Mann J refused the application to transfer the action to the PCC. In his view:

* The patent issues appeared relatively straightforward and were the kind of issues with which the PCC was well equipped to deal. However, there were also design right claims, and these added an extra layer of complexity. The PCC could be expected to deal with those issues, but they meant that the case could not be considered as straightforward.

* Crocker had begun the action in the Patents Court and wanted to continue there.  This was a significant factor to be weighed in the balance. A party had the opportunity to proceed in the PCC in an appropriate case if it so wished but, if a claimant wished to proceed in the Patents Court and the case merited it, that option should not lightly be taken away.
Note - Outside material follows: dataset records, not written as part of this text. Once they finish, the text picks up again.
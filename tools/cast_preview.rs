/// Cast Preview — prints the laid-out relationship graph for a cast sheet,
/// and optionally priced locations and elaborated characters.
///
/// Usage: cast_preview <cast.ron> [--locations <file.ron>] [--styles <file.ron>]
///                     [--pricing <file.ron>] [--elaborate] [--seed <n>]

use chrono::Utc;
use story_engine::core::classifier::RelationshipClassifier;
use story_engine::core::emptiness::collapsed_sections;
use story_engine::core::graph::{duplicate_pairs, GraphBuilder};
use story_engine::core::layout::CircularLayout;
use story_engine::core::pricing::{PricingEstimator, PricingTable};
use story_engine::core::synthesis::ArchetypeSynthesizer;
use story_engine::core::tiers::{upgrade_next, TransitionContext};
use story_engine::schema::cast::CastSheet;
use story_engine::schema::character::Character;
use story_engine::schema::location::LocationSuggestion;
use std::path::Path;
use std::process;

fn main() {
    let args: Vec<String> = std::env::args().collect();

    if args.len() < 2 || args[1] == "--help" || args[1] == "-h" {
        print_usage();
        return;
    }

    let cast_path = &args[1];
    let mut locations_path = None;
    let mut styles_path = None;
    let mut pricing_path = None;
    let mut elaborate = false;
    let mut seed: u64 = 42;

    let mut i = 2;
    while i < args.len() {
        match args[i].as_str() {
            "--locations" if i + 1 < args.len() => {
                i += 1;
                locations_path = Some(args[i].clone());
            }
            "--styles" if i + 1 < args.len() => {
                i += 1;
                styles_path = Some(args[i].clone());
            }
            "--pricing" if i + 1 < args.len() => {
                i += 1;
                pricing_path = Some(args[i].clone());
            }
            "--seed" if i + 1 < args.len() => {
                i += 1;
                seed = args[i].parse().unwrap_or(42);
            }
            "--elaborate" => elaborate = true,
            _ => {
                eprintln!("Unknown argument: {}", args[i]);
                print_usage();
                process::exit(1);
            }
        }
        i += 1;
    }

    let cast = match CastSheet::load_from_ron(Path::new(cast_path)) {
        Ok(cast) => cast,
        Err(e) => {
            eprintln!("ERROR: Failed to load cast sheet: {}", e);
            process::exit(1);
        }
    };

    let classifier = match styles_path {
        Some(ref path) => match RelationshipClassifier::load_from_ron(Path::new(path)) {
            Ok(c) => c,
            Err(e) => {
                eprintln!("ERROR: Failed to load style table: {}", e);
                process::exit(1);
            }
        },
        None => RelationshipClassifier::default(),
    };

    let characters = cast.characters(Utc::now());
    print_graph(&characters, &cast, classifier);

    if elaborate {
        print_elaborated(&characters, seed);
    }

    if let Some(ref path) = locations_path {
        let table = match pricing_path {
            Some(ref p) => match PricingTable::load_from_ron(Path::new(p)) {
                Ok(t) => t,
                Err(e) => {
                    eprintln!("ERROR: Failed to load pricing table: {}", e);
                    process::exit(1);
                }
            },
            None => PricingTable::default(),
        };
        print_locations(path, PricingEstimator::new(table));
    }
}

fn print_usage() {
    println!("Usage: cast_preview <cast.ron> [--locations <file.ron>] [--styles <file.ron>]");
    println!("                    [--pricing <file.ron>] [--elaborate] [--seed <n>]");
}

fn print_graph(characters: &[Character], cast: &CastSheet, classifier: RelationshipClassifier) {
    let graph = GraphBuilder::new(classifier, CircularLayout::default())
        .build(characters, &cast.relationships);

    println!("=== Nodes ({}) ===\n", graph.nodes.len());
    for (node, character) in graph.nodes.iter().zip(characters) {
        println!(
            "  {:<16} {:<20} ({:>5.1}, {:>5.1})",
            character.name,
            character.role.as_str(),
            node.x,
            node.y
        );
    }

    println!(
        "\n=== Edges ({} authored, {} latent) ===\n",
        graph.authored_edges().count(),
        graph.latent_edges().count()
    );
    for edge in graph.authored_edges() {
        let name_of = |id: &str| {
            characters
                .iter()
                .find(|c| c.id.0.to_string() == id)
                .map_or("?", |c| c.name.as_str())
        };
        let category = edge
            .category
            .map(|c| format!("{:?}", c).to_lowercase())
            .unwrap_or_default();
        print!(
            "  {} -- {}: \"{}\" [{} {}",
            name_of(&edge.from_id),
            name_of(&edge.to_id),
            edge.relationship_type.as_deref().unwrap_or(""),
            category,
            edge.style.color
        );
        if let Some(ref dash) = edge.style.stroke_dasharray {
            print!(" dash {}", dash);
        }
        if let Some(ref gradient) = edge.style.gradient_id {
            print!(" {}", gradient);
        }
        println!("]");
    }

    for dup in duplicate_pairs(&cast.relationships) {
        let rel = &cast.relationships[dup.ignored];
        println!(
            "  WARNING: record {} ({} / {}) duplicates record {} and is ignored",
            dup.ignored, rel.character_a, rel.character_b, dup.kept
        );
    }
}

fn print_elaborated(characters: &[Character], seed: u64) {
    let synth = ArchetypeSynthesizer::new(seed);
    println!("\n=== Elaborated (seed {}) ===", seed);

    for character in characters {
        let others: Vec<Character> = characters
            .iter()
            .filter(|c| c.id != character.id)
            .cloned()
            .collect();
        let ctx = TransitionContext::new(Utc::now()).with_references(others);

        let mut current = character.clone();
        loop {
            let result = upgrade_next(&current, &ctx, &synth);
            if !result.success {
                break;
            }
            current = result.character;
        }

        println!("\n--- {} ({:?}) ---", current.name, current.tier);
        if let Some(ref balanced) = current.balanced {
            println!("  Age:        {}", balanced.physiology.age);
            println!("  Want/need:  {} / {}", balanced.psychology.want, balanced.psychology.need);
            println!("  Flaw:       {}", balanced.psychology.primary_flaw);
            println!("  Voice:      {}", balanced.voice.speech_pattern);
            println!("  Backstory:  {}", balanced.backstory);
        }
        let collapsed = collapsed_sections(&current);
        if !collapsed.is_empty() {
            println!("  Collapsed:  {:?}", collapsed);
        }
    }
}

fn print_locations(path: &str, estimator: PricingEstimator) {
    let suggestions: Vec<LocationSuggestion> = match std::fs::read_to_string(path)
        .map_err(|e| e.to_string())
        .and_then(|s| ron::from_str(&s).map_err(|e| e.to_string()))
    {
        Ok(s) => s,
        Err(e) => {
            eprintln!("ERROR: Failed to load locations: {}", e);
            process::exit(1);
        }
    };

    println!("\n=== Locations ({}) ===\n", suggestions.len());
    for location in estimator.apply_all(suggestions) {
        let rate = location
            .existing_day_rate()
            .map_or("-".to_string(), |r| format!("${:.0}", r));
        println!(
            "  {:<24} {:<16} {:<24} {:>7}{}",
            location.name,
            location.sourcing.as_str(),
            location.venue_type,
            rate,
            if location.is_estimated { " (est.)" } else { "" }
        );
    }
}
* The CFA had been properly entered into and Crocker was entitled to expect its case to be dealt with under the old costs regime and in the Patents Court. Transfer to the PCC would result in capping, which would be unfair when Crocker had chosen the benefits of proceeding in the Patents Court under a CFA since the costs cap was unlikely to be lifted.

* The criteria for a transfer order were set out in the Civil Procedure Rules, CPR r.30.3(2) and the main factor in favour of transfer was the low value of the claim. However, that was outweighed by the issues of complexity and the unfairness of ex post facto cost-capping.

This piece is based on a LexisNexis note.